§ **WORK INSTRUCTIONS**:
Show every line of the data that includes the word "SeqCst".

§ **AVAILABLE DATA**:
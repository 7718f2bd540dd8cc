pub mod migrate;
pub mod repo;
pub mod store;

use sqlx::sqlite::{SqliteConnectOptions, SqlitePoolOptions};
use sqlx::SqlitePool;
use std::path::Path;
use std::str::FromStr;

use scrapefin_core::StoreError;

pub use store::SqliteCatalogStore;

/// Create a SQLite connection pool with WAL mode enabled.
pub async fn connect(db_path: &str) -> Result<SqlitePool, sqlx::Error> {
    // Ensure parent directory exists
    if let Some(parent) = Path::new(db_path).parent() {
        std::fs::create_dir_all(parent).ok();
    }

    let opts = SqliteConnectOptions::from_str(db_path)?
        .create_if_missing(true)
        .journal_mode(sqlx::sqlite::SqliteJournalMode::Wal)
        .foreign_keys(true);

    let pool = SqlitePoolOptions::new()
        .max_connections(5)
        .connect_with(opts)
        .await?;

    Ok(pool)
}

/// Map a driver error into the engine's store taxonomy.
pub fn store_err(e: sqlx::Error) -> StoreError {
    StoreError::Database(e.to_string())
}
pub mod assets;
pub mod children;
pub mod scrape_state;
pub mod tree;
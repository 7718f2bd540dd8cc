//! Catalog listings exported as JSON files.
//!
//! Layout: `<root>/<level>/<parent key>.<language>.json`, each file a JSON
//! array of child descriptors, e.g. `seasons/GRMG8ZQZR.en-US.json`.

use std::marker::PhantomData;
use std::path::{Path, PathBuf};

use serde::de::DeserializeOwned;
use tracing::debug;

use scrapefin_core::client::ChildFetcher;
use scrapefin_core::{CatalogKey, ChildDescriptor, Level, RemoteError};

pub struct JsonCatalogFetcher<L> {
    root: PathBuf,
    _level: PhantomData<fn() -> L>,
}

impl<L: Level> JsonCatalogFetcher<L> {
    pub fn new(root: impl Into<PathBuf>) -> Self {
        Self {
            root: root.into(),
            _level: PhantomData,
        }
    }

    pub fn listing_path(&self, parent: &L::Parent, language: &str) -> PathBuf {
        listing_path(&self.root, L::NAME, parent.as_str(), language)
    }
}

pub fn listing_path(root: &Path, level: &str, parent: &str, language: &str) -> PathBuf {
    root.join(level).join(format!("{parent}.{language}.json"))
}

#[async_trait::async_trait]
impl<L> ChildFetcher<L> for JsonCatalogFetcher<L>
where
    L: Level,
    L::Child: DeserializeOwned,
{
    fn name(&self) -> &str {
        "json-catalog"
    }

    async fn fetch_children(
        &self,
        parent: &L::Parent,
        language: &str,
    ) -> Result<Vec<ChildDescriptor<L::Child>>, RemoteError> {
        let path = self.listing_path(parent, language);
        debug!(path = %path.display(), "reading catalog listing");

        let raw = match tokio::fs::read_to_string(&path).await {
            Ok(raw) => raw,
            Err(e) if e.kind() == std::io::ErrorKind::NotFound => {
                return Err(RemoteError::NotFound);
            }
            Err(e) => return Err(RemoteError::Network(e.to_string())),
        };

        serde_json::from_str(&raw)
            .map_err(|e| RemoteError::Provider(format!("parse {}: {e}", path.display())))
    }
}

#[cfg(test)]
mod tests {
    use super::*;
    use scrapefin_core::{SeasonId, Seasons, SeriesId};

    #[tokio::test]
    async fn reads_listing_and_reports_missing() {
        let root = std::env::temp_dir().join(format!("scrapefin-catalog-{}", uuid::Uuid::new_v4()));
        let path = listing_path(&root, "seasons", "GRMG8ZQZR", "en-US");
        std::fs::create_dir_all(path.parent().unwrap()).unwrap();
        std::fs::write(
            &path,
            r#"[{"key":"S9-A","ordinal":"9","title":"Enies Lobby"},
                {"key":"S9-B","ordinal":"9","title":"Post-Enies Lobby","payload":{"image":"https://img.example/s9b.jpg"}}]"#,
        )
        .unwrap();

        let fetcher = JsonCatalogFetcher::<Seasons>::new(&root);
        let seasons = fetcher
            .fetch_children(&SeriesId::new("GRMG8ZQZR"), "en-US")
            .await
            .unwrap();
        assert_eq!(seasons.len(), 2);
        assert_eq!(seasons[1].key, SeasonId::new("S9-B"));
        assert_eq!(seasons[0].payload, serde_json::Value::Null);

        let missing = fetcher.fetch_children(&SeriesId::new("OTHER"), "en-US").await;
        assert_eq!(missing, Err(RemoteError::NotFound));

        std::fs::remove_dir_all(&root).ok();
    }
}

* * *

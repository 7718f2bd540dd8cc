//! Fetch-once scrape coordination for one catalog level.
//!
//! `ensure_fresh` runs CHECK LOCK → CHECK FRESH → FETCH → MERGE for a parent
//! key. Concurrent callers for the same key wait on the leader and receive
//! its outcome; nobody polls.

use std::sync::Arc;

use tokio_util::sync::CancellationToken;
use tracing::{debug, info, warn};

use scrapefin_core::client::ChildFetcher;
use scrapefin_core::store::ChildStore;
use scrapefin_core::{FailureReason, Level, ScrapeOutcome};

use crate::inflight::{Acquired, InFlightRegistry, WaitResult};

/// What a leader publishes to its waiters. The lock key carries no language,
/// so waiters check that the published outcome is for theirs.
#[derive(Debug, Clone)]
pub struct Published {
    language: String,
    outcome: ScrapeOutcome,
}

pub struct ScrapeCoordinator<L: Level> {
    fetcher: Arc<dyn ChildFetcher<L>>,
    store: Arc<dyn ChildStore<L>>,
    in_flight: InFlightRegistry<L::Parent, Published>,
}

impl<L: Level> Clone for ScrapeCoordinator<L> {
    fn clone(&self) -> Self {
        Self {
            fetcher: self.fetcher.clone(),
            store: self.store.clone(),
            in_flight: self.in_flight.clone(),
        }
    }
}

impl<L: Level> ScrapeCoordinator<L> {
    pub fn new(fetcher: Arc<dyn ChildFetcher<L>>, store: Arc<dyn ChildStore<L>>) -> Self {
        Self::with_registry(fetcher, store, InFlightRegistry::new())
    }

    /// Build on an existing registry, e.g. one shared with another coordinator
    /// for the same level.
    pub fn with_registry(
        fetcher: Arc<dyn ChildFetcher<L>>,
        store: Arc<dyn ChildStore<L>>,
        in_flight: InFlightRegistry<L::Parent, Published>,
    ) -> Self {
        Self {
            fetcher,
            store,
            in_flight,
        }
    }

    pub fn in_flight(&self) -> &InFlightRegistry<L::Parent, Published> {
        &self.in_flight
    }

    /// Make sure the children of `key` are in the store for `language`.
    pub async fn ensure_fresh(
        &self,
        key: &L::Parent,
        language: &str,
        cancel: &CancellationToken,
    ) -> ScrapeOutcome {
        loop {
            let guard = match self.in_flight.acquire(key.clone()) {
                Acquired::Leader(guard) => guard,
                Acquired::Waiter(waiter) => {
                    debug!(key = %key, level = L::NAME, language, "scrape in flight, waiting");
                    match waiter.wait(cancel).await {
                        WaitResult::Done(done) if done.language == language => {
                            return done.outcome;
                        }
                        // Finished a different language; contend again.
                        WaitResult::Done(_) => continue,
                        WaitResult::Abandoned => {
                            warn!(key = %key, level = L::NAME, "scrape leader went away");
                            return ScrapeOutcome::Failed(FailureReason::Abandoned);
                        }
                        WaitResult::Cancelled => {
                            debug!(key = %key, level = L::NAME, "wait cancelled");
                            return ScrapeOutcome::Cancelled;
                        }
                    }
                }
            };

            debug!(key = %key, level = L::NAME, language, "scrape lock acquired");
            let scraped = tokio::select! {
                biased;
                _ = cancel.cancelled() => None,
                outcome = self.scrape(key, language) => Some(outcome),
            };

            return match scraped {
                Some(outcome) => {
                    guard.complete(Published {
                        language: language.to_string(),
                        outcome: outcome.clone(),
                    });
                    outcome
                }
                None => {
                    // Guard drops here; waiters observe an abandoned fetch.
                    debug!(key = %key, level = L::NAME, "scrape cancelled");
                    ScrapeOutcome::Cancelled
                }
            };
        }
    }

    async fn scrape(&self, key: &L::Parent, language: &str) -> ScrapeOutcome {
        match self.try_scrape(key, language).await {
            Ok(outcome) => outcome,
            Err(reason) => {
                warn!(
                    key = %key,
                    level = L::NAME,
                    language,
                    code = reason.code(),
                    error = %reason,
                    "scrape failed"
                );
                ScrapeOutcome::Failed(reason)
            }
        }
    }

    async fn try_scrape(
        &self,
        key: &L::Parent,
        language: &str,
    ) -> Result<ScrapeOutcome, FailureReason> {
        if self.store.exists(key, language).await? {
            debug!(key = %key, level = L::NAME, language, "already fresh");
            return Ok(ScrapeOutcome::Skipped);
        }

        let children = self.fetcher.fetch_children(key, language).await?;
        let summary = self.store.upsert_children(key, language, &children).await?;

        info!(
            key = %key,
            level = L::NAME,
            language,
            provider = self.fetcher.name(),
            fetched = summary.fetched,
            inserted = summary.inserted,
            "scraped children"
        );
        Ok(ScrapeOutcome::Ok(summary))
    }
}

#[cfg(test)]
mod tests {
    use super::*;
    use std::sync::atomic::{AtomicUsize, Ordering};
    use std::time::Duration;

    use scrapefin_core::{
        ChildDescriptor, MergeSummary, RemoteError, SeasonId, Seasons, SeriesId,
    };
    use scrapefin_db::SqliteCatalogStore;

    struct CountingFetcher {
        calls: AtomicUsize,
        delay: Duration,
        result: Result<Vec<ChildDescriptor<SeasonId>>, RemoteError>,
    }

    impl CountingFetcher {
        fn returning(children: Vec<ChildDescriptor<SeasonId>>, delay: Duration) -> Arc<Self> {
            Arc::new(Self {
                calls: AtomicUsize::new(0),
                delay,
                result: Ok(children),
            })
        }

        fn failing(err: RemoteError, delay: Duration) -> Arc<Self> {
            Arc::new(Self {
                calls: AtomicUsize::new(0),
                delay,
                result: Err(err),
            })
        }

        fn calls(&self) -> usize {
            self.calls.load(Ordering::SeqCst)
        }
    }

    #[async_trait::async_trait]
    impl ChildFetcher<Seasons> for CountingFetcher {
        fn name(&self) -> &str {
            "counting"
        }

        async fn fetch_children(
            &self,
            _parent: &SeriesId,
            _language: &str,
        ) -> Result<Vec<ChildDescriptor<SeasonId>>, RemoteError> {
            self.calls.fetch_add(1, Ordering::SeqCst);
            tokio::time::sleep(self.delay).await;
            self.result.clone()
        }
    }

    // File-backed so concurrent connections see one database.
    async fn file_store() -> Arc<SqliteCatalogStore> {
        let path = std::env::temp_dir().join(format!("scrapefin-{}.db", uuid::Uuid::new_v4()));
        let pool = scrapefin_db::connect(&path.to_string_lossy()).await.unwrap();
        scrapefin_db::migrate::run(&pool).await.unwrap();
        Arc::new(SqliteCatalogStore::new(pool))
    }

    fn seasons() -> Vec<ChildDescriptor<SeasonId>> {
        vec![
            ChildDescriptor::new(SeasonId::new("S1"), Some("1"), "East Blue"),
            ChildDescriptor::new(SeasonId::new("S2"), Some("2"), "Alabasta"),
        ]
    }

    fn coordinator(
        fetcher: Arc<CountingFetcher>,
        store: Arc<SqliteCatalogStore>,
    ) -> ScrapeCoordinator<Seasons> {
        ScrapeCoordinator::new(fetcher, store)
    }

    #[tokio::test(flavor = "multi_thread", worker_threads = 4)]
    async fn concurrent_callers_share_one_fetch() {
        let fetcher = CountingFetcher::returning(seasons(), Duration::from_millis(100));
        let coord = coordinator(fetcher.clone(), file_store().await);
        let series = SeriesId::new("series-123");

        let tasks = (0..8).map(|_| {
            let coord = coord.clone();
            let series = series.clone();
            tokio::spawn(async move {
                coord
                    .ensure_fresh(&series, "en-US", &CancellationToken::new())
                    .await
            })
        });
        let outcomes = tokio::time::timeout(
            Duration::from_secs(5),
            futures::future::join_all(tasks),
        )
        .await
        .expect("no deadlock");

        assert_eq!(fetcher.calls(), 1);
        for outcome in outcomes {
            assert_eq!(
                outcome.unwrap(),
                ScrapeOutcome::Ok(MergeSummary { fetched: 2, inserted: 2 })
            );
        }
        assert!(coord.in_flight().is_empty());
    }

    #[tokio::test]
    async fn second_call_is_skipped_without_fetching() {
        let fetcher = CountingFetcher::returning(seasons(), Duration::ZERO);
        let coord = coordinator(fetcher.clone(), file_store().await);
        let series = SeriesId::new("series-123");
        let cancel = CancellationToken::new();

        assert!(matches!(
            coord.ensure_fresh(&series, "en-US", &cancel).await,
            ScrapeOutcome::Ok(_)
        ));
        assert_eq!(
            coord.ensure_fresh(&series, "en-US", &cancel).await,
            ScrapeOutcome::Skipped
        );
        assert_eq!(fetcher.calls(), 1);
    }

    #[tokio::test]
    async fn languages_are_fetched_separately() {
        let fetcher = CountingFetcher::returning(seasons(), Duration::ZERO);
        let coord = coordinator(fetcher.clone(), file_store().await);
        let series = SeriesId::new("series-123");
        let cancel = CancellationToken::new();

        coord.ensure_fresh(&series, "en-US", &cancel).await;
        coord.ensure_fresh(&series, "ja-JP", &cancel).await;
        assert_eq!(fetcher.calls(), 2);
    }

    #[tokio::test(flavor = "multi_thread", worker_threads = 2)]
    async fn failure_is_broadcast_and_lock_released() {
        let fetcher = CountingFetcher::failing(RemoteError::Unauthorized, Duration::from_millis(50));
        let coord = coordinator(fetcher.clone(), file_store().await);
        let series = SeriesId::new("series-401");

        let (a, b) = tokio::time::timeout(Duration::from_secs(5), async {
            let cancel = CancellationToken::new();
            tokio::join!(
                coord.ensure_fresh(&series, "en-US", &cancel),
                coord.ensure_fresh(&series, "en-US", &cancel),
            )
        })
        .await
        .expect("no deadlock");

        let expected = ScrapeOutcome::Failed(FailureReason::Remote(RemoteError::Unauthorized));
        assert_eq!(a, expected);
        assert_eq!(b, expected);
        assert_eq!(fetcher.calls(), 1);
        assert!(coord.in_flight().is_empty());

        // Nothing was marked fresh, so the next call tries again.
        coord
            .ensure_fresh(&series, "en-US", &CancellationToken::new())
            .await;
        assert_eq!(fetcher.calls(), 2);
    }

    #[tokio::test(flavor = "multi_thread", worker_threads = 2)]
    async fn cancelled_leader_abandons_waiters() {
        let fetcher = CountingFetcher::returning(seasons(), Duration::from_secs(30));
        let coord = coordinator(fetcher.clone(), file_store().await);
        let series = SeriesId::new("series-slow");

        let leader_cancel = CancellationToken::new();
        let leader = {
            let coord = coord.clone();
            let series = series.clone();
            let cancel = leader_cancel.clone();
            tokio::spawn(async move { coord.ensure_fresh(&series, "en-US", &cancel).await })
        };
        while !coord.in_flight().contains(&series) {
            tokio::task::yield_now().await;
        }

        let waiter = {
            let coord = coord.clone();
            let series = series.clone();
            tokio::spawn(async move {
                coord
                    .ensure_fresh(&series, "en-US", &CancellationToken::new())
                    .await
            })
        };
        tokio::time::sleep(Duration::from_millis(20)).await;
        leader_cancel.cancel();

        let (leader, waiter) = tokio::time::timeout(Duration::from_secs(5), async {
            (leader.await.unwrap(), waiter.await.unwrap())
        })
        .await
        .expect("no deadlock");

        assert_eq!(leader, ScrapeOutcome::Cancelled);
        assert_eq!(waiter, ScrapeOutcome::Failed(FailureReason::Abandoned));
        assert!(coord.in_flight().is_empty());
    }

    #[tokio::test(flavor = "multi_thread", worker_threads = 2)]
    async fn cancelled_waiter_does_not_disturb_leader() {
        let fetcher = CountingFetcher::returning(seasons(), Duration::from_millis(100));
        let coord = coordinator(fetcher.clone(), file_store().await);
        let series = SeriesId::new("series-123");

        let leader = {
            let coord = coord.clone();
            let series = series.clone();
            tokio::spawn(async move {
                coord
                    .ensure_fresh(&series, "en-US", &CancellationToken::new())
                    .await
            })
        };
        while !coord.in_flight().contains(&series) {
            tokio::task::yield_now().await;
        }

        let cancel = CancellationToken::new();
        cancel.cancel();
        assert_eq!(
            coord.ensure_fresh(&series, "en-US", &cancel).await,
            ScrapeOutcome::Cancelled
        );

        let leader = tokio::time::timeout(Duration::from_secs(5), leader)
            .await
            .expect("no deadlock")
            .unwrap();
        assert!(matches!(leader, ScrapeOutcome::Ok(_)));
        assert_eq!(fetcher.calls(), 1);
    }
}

§ **EXERCISE OUTPUT**:
            self.calls.load(Ordering::SeqCst)
            self.calls.fetch_add(1, Ordering::SeqCst);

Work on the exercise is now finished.